Exercise brief - Scan the material below for "before", then return each line that contains it.

Given entries -
#####

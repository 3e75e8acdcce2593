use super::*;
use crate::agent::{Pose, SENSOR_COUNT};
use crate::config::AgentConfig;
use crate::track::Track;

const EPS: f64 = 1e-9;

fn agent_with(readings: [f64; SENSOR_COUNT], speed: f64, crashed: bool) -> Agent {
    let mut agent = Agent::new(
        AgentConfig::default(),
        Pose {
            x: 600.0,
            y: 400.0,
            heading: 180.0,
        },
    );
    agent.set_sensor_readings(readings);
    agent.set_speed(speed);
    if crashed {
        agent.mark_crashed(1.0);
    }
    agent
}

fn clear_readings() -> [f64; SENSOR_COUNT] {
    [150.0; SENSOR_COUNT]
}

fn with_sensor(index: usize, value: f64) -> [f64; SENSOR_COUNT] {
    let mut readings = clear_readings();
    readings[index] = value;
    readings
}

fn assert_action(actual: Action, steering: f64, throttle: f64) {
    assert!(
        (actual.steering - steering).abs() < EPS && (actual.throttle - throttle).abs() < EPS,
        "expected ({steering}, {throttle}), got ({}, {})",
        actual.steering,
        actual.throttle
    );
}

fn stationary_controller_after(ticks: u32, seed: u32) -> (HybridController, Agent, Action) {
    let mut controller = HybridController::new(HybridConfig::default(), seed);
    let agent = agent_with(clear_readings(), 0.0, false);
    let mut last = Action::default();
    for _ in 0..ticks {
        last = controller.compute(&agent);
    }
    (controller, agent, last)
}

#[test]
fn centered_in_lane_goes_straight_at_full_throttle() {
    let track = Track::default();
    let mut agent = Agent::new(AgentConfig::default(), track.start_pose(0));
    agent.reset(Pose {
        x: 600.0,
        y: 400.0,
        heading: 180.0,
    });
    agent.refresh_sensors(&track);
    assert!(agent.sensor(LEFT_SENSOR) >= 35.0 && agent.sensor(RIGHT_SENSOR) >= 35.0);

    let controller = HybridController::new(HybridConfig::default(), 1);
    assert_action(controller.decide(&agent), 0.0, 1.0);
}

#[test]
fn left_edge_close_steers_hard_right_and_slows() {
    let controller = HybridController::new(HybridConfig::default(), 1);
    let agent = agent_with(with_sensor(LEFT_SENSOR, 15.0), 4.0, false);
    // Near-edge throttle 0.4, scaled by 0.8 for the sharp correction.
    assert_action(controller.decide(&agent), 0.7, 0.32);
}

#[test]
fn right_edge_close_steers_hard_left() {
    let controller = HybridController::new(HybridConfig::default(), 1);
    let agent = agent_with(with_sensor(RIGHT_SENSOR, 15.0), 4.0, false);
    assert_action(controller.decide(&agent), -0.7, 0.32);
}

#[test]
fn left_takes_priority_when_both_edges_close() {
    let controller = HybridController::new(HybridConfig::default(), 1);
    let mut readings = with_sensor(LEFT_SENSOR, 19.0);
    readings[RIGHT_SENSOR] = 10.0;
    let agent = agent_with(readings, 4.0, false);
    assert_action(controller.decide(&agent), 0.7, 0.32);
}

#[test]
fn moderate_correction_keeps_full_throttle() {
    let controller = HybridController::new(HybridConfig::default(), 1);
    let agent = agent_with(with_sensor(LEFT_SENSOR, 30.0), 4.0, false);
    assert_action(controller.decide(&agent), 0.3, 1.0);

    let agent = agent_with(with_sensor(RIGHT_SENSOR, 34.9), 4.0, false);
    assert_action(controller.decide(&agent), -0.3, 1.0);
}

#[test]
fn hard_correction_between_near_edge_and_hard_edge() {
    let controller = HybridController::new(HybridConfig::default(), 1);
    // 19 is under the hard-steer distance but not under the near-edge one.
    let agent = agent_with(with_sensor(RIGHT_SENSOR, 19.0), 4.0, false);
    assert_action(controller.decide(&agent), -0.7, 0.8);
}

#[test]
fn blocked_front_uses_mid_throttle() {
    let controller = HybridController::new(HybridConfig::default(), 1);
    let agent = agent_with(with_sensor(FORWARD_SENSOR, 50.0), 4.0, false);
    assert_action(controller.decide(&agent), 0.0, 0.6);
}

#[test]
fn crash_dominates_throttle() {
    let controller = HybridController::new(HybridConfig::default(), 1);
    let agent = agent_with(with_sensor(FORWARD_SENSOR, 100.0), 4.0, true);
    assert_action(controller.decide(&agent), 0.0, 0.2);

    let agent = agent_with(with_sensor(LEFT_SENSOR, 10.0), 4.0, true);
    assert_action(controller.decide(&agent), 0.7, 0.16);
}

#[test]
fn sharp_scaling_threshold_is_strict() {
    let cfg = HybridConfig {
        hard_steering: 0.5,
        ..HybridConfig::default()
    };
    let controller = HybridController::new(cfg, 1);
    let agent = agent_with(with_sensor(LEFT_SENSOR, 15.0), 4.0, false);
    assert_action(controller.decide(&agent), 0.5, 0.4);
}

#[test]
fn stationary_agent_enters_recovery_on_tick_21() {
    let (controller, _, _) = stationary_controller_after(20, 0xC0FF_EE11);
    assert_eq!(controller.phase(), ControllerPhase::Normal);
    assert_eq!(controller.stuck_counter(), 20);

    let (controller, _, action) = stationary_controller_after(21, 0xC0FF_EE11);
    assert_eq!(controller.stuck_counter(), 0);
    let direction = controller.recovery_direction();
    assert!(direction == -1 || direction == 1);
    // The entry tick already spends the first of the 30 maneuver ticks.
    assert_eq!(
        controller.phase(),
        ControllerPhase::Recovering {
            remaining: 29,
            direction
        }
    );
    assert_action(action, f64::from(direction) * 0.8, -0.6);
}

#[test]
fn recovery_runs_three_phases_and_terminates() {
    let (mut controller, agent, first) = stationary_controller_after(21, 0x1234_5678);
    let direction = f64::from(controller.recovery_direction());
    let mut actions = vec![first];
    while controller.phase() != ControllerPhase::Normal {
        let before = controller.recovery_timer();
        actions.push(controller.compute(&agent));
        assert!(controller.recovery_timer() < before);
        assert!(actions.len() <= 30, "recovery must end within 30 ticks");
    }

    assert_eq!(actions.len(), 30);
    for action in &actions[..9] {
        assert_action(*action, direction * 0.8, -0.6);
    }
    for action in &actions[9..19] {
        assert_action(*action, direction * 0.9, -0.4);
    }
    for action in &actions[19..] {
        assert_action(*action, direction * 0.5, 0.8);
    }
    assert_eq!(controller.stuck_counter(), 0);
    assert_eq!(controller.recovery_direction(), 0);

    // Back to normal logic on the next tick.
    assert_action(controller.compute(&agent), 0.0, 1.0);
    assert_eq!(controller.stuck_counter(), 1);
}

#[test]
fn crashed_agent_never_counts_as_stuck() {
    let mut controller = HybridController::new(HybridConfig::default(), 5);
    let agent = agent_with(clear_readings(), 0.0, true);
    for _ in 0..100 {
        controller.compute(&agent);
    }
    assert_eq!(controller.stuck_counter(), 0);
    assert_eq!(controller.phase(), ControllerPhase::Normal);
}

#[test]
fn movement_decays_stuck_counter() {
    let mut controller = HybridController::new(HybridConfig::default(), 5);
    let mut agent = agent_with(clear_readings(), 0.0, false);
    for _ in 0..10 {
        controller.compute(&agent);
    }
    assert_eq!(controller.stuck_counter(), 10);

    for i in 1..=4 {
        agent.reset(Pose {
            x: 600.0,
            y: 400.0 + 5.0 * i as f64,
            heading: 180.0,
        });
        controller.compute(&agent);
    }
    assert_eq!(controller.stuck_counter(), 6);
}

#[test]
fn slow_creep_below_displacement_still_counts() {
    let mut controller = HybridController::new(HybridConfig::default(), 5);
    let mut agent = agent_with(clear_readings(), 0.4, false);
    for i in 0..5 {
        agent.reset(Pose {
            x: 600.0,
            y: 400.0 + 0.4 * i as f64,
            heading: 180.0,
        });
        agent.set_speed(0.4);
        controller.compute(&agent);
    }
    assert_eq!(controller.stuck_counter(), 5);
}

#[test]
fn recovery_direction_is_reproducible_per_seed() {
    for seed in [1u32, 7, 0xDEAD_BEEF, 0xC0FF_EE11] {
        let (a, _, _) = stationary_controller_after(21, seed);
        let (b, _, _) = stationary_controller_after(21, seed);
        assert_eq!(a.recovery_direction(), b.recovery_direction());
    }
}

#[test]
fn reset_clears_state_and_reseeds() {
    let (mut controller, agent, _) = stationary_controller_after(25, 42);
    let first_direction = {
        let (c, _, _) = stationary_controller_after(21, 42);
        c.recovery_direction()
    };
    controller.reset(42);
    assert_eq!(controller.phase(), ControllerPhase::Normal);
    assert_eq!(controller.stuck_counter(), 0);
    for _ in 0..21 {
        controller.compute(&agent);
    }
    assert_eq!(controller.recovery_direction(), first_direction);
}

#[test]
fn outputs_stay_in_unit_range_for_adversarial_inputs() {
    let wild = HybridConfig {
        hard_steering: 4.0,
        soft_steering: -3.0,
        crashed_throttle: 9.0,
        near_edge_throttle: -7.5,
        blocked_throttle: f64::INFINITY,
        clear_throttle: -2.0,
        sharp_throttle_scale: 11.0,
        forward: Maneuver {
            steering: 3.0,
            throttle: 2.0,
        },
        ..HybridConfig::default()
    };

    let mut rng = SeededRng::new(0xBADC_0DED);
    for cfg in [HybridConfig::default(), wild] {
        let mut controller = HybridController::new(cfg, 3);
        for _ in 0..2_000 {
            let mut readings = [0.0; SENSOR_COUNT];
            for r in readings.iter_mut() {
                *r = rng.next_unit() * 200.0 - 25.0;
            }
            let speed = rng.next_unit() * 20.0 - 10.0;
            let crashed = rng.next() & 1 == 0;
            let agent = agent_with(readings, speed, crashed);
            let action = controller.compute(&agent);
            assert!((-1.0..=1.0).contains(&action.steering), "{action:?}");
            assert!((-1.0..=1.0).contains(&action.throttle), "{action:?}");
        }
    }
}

#####

Response area -
        let before = controller.recovery_timer();
        assert!(controller.recovery_timer() < before);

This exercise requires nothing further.